Records for the task:

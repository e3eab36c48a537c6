//! Execution result types
//!
//! Every executed node produces exactly one [`NodeExecutionResult`]; the
//! chain entry point assembles them into a [`WorkflowResult`]. Results are
//! sealed once returned to the scheduler (nothing mutates them afterwards)
//! and both types serialize to the persisted result format (ISO-8601 UTC
//! timestamps, durations as float seconds).

use crate::node::{NodeConfig, NodeKind};
use chrono::{DateTime, Utc};
use serde::{Deserialize, Serialize};
use serde_json::Value;
use std::collections::HashMap;

/// Metadata attached to a node (or chain) execution
#[derive(Debug, Clone, Serialize, Deserialize)]
pub struct NodeMetadata {
    /// Id of the node this result belongs to
    pub node_id: String,

    /// Kind of the node
    pub node_kind: NodeKind,

    /// Human-readable name, when configured
    #[serde(default, skip_serializing_if = "Option::is_none")]
    pub name: Option<String>,

    /// When execution started
    pub start_time: DateTime<Utc>,

    /// When execution finished
    #[serde(default, skip_serializing_if = "Option::is_none")]
    pub end_time: Option<DateTime<Utc>>,

    /// Wall-clock duration in seconds
    #[serde(default, skip_serializing_if = "Option::is_none")]
    pub duration: Option<f64>,

    /// Error kind name when the node failed
    #[serde(default, skip_serializing_if = "Option::is_none")]
    pub error_type: Option<String>,

    /// Number of retries performed before this result was produced
    #[serde(default)]
    pub retry_count: u32,
}

impl NodeMetadata {
    /// Start a metadata record for a node, stamped now
    pub fn started(node: &NodeConfig) -> Self {
        Self {
            node_id: node.id().to_string(),
            node_kind: node.kind(),
            name: node.base().name.clone(),
            start_time: Utc::now(),
            end_time: None,
            duration: None,
            error_type: None,
            retry_count: 0,
        }
    }

    /// Stamp the end time and derive the duration
    pub fn finish(&mut self) {
        let end = Utc::now();
        self.duration = Some(
            (end - self.start_time)
                .to_std()
                .map(|d| d.as_secs_f64())
                .unwrap_or(0.0),
        );
        self.end_time = Some(end);
    }
}

/// Token usage and cost for a single node execution
#[derive(Debug, Clone, Serialize, Deserialize)]
pub struct UsageMetadata {
    /// Tokens in the prompt(s)
    #[serde(default)]
    pub prompt_tokens: u64,

    /// Tokens in the completion(s)
    #[serde(default)]
    pub completion_tokens: u64,

    /// Total tokens used
    #[serde(default)]
    pub total_tokens: u64,

    /// Cost of the call(s) in USD
    #[serde(default)]
    pub cost: f64,

    /// Number of API calls made
    #[serde(default = "default_api_calls")]
    pub api_calls: u32,

    /// Model used
    pub model: String,

    /// Provider used
    pub provider: String,

    /// Id of the node that generated this usage
    pub node_id: String,
}

fn default_api_calls() -> u32 {
    1
}

/// Result of a single node execution
#[derive(Debug, Clone, Serialize, Deserialize)]
pub struct NodeExecutionResult {
    /// Whether the execution was successful
    pub success: bool,

    /// Output data from the node
    #[serde(default, skip_serializing_if = "Option::is_none")]
    pub output: Option<Value>,

    /// Error message if execution failed
    #[serde(default, skip_serializing_if = "Option::is_none")]
    pub error: Option<String>,

    /// Metadata about the execution
    pub metadata: NodeMetadata,

    /// Usage statistics, when external token-consuming services were called
    #[serde(default, skip_serializing_if = "Option::is_none")]
    pub usage: Option<UsageMetadata>,

    /// Execution time in seconds
    #[serde(default, skip_serializing_if = "Option::is_none")]
    pub execution_time: Option<f64>,

    /// Input context the node ran with (recorded when persistence is on)
    #[serde(default, skip_serializing_if = "Option::is_none")]
    pub context_used: Option<Value>,
}

impl NodeExecutionResult {
    /// Build a successful result, stamping end time and duration
    pub fn success(mut metadata: NodeMetadata, output: Value) -> Self {
        metadata.finish();
        let execution_time = metadata.duration;
        Self {
            success: true,
            output: Some(output),
            error: None,
            metadata,
            usage: None,
            execution_time,
            context_used: None,
        }
    }

    /// Build a failed result, stamping end time and duration
    pub fn failure(
        mut metadata: NodeMetadata,
        error: impl Into<String>,
        error_type: impl Into<String>,
    ) -> Self {
        metadata.finish();
        metadata.error_type = Some(error_type.into());
        let execution_time = metadata.duration;
        Self {
            success: false,
            output: None,
            error: Some(error.into()),
            metadata,
            usage: None,
            execution_time,
            context_used: None,
        }
    }

    /// Attach usage statistics
    pub fn with_usage(mut self, usage: UsageMetadata) -> Self {
        self.usage = Some(usage);
        self
    }

    /// Attach partial output to a failed result
    pub fn with_output(mut self, output: Value) -> Self {
        self.output = Some(output);
        self
    }
}

/// Aggregated token statistics for a workflow run
#[derive(Debug, Clone, Default, Serialize, Deserialize)]
pub struct TokenStats {
    /// Sum of successful nodes' total tokens
    pub total_tokens: u64,

    /// Sum of successful nodes' cost in USD
    pub total_cost: f64,

    /// Sum of successful nodes' API calls
    pub total_api_calls: u32,

    /// Per-node usage snapshots
    #[serde(default)]
    pub per_node_usage: HashMap<String, UsageMetadata>,
}

/// Result of a workflow execution
#[derive(Debug, Clone, Serialize, Deserialize)]
pub struct WorkflowResult {
    /// Whether the run completed without any node failures or guard aborts
    pub success: bool,

    /// Per-node results for every executed node; inactive nodes are absent
    pub output: HashMap<String, NodeExecutionResult>,

    /// Joined error strings when the run accumulated errors
    #[serde(default, skip_serializing_if = "Option::is_none")]
    pub error: Option<String>,

    /// Chain-level metadata; `node_id` carries the final (leaf) node id
    pub metadata: NodeMetadata,

    /// Wall-clock duration of the run in seconds
    pub execution_time: f64,

    /// Aggregated token statistics
    pub token_stats: TokenStats,
}

impl WorkflowResult {
    /// Result of the named node, if it executed
    pub fn node(&self, id: &str) -> Option<&NodeExecutionResult> {
        self.output.get(id)
    }

    /// Output value of the named node, if it executed successfully
    pub fn node_output(&self, id: &str) -> Option<&Value> {
        self.output
            .get(id)
            .filter(|r| r.success)
            .and_then(|r| r.output.as_ref())
    }
}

Action item:
Extract all lines of the records above that include "DateTime".

Answer to the exercise:
use chrono::{DateTime, Utc};
    pub start_time: DateTime<Utc>,
    pub end_time: Option<DateTime<Utc>>,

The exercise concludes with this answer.